Saved data entries
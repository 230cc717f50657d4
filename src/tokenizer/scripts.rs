// src/tokenizer/scripts.rs

/// Unicode scripts the `UnicodeScripts` pre-tokenizer distinguishes.
///
/// `Any` marks characters that never start a new piece (spaces and combining
/// marks), everything outside the table below is `Common`.
#[derive(Debug, Clone, Copy, PartialEq, Eq, Hash)]
pub enum Script {
    Any,
    Common,
    Latin,
    Greek,
    Cyrillic,
    Armenian,
    Hebrew,
    Arabic,
    Devanagari,
    Bengali,
    Thai,
    Georgian,
    Hangul,
    Hiragana,
    Katakana,
    Han,
    Ethiopic,
    Inherited,
}

// Sorted, non-overlapping, inclusive ranges.
const SCRIPT_RANGES: &[(u32, u32, Script)] = &[
    (0x0041, 0x005A, Script::Latin),
    (0x0061, 0x007A, Script::Latin),
    (0x00AA, 0x00AA, Script::Latin),
    (0x00BA, 0x00BA, Script::Latin),
    (0x00C0, 0x00D6, Script::Latin),
    (0x00D8, 0x00F6, Script::Latin),
    (0x00F8, 0x024F, Script::Latin),
    (0x0250, 0x02AF, Script::Latin),
    (0x0300, 0x036F, Script::Inherited),
    (0x0370, 0x0373, Script::Greek),
    (0x0375, 0x0377, Script::Greek),
    (0x037A, 0x037D, Script::Greek),
    (0x037F, 0x037F, Script::Greek),
    (0x0384, 0x0384, Script::Greek),
    (0x0386, 0x0386, Script::Greek),
    (0x0388, 0x03E1, Script::Greek),
    (0x03F0, 0x03FF, Script::Greek),
    (0x0400, 0x0484, Script::Cyrillic),
    (0x0485, 0x0486, Script::Inherited),
    (0x0487, 0x052F, Script::Cyrillic),
    (0x0531, 0x0556, Script::Armenian),
    (0x0559, 0x058A, Script::Armenian),
    (0x058D, 0x058F, Script::Armenian),
    (0x0591, 0x05C7, Script::Hebrew),
    (0x05D0, 0x05EA, Script::Hebrew),
    (0x05EF, 0x05F4, Script::Hebrew),
    (0x0600, 0x0604, Script::Arabic),
    (0x0606, 0x060B, Script::Arabic),
    (0x060D, 0x061A, Script::Arabic),
    (0x061C, 0x061E, Script::Arabic),
    (0x0620, 0x063F, Script::Arabic),
    (0x0641, 0x064A, Script::Arabic),
    (0x064B, 0x0655, Script::Inherited),
    (0x0656, 0x066F, Script::Arabic),
    (0x0671, 0x06DC, Script::Arabic),
    (0x06DE, 0x06FF, Script::Arabic),
    (0x0750, 0x077F, Script::Arabic),
    (0x0900, 0x0950, Script::Devanagari),
    (0x0951, 0x0954, Script::Inherited),
    (0x0955, 0x0963, Script::Devanagari),
    (0x0966, 0x097F, Script::Devanagari),
    (0x0980, 0x09FE, Script::Bengali),
    (0x0E01, 0x0E3A, Script::Thai),
    (0x0E40, 0x0E5B, Script::Thai),
    (0x10A0, 0x10FA, Script::Georgian),
    (0x10FC, 0x10FF, Script::Georgian),
    (0x1100, 0x11FF, Script::Hangul),
    (0x1200, 0x139F, Script::Ethiopic),
    (0x1AB0, 0x1AFF, Script::Inherited),
    (0x1C90, 0x1CBF, Script::Georgian),
    (0x1DC0, 0x1DFF, Script::Inherited),
    (0x1E00, 0x1EFF, Script::Latin),
    (0x1F00, 0x1FFE, Script::Greek),
    (0x200C, 0x200D, Script::Inherited),
    (0x20D0, 0x20F0, Script::Inherited),
    (0x2C60, 0x2C7F, Script::Latin),
    (0x2D00, 0x2D2D, Script::Georgian),
    (0x2D80, 0x2DDE, Script::Ethiopic),
    (0x2E80, 0x2FD5, Script::Han),
    (0x3005, 0x3005, Script::Han),
    (0x3007, 0x3007, Script::Han),
    (0x3021, 0x3029, Script::Han),
    (0x302A, 0x302D, Script::Inherited),
    (0x3038, 0x303B, Script::Han),
    (0x3041, 0x3096, Script::Hiragana),
    (0x3099, 0x309A, Script::Inherited),
    (0x309D, 0x309F, Script::Hiragana),
    (0x30A1, 0x30FA, Script::Katakana),
    (0x30FD, 0x30FF, Script::Katakana),
    (0x3131, 0x318E, Script::Hangul),
    (0x31F0, 0x31FF, Script::Katakana),
    (0x3400, 0x4DBF, Script::Han),
    (0x4E00, 0x9FFF, Script::Han),
    (0xA640, 0xA69F, Script::Cyrillic),
    (0xA720, 0xA721, Script::Common),
    (0xA722, 0xA7FF, Script::Latin),
    (0xA960, 0xA97C, Script::Hangul),
    (0xAB30, 0xAB6F, Script::Latin),
    (0xAC00, 0xD7A3, Script::Hangul),
    (0xD7B0, 0xD7FB, Script::Hangul),
    (0xF900, 0xFAFF, Script::Han),
    (0xFB00, 0xFB06, Script::Latin),
    (0xFB1D, 0xFB4F, Script::Hebrew),
    (0xFB50, 0xFDFF, Script::Arabic),
    (0xFE00, 0xFE0F, Script::Inherited),
    (0xFE20, 0xFE2D, Script::Inherited),
    (0xFE70, 0xFEFC, Script::Arabic),
    (0xFF21, 0xFF3A, Script::Latin),
    (0xFF41, 0xFF5A, Script::Latin),
    (0xFF66, 0xFF6F, Script::Katakana),
    (0xFF71, 0xFF9D, Script::Katakana),
    (0xFFA0, 0xFFDC, Script::Hangul),
    (0x20000, 0x2A6DF, Script::Han),
    (0x2A700, 0x2EBE0, Script::Han),
    (0x30000, 0x3134A, Script::Han),
];

pub fn get_script(c: char) -> Script {
    let cp = c as u32;
    let idx = SCRIPT_RANGES.partition_point(|(_, end, _)| *end < cp);
    match SCRIPT_RANGES.get(idx) {
        Some((start, _, script)) if *start <= cp => *script,
        _ => Script::Common,
    }
}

> Task details:
Whenever a line of the records holds the string "Hiragana", pick it out and copy it.

> Exercise output:
    Hiragana,
    (0x3041, 0x3096, Script::Hiragana),
    (0x309D, 0x309F, Script::Hiragana),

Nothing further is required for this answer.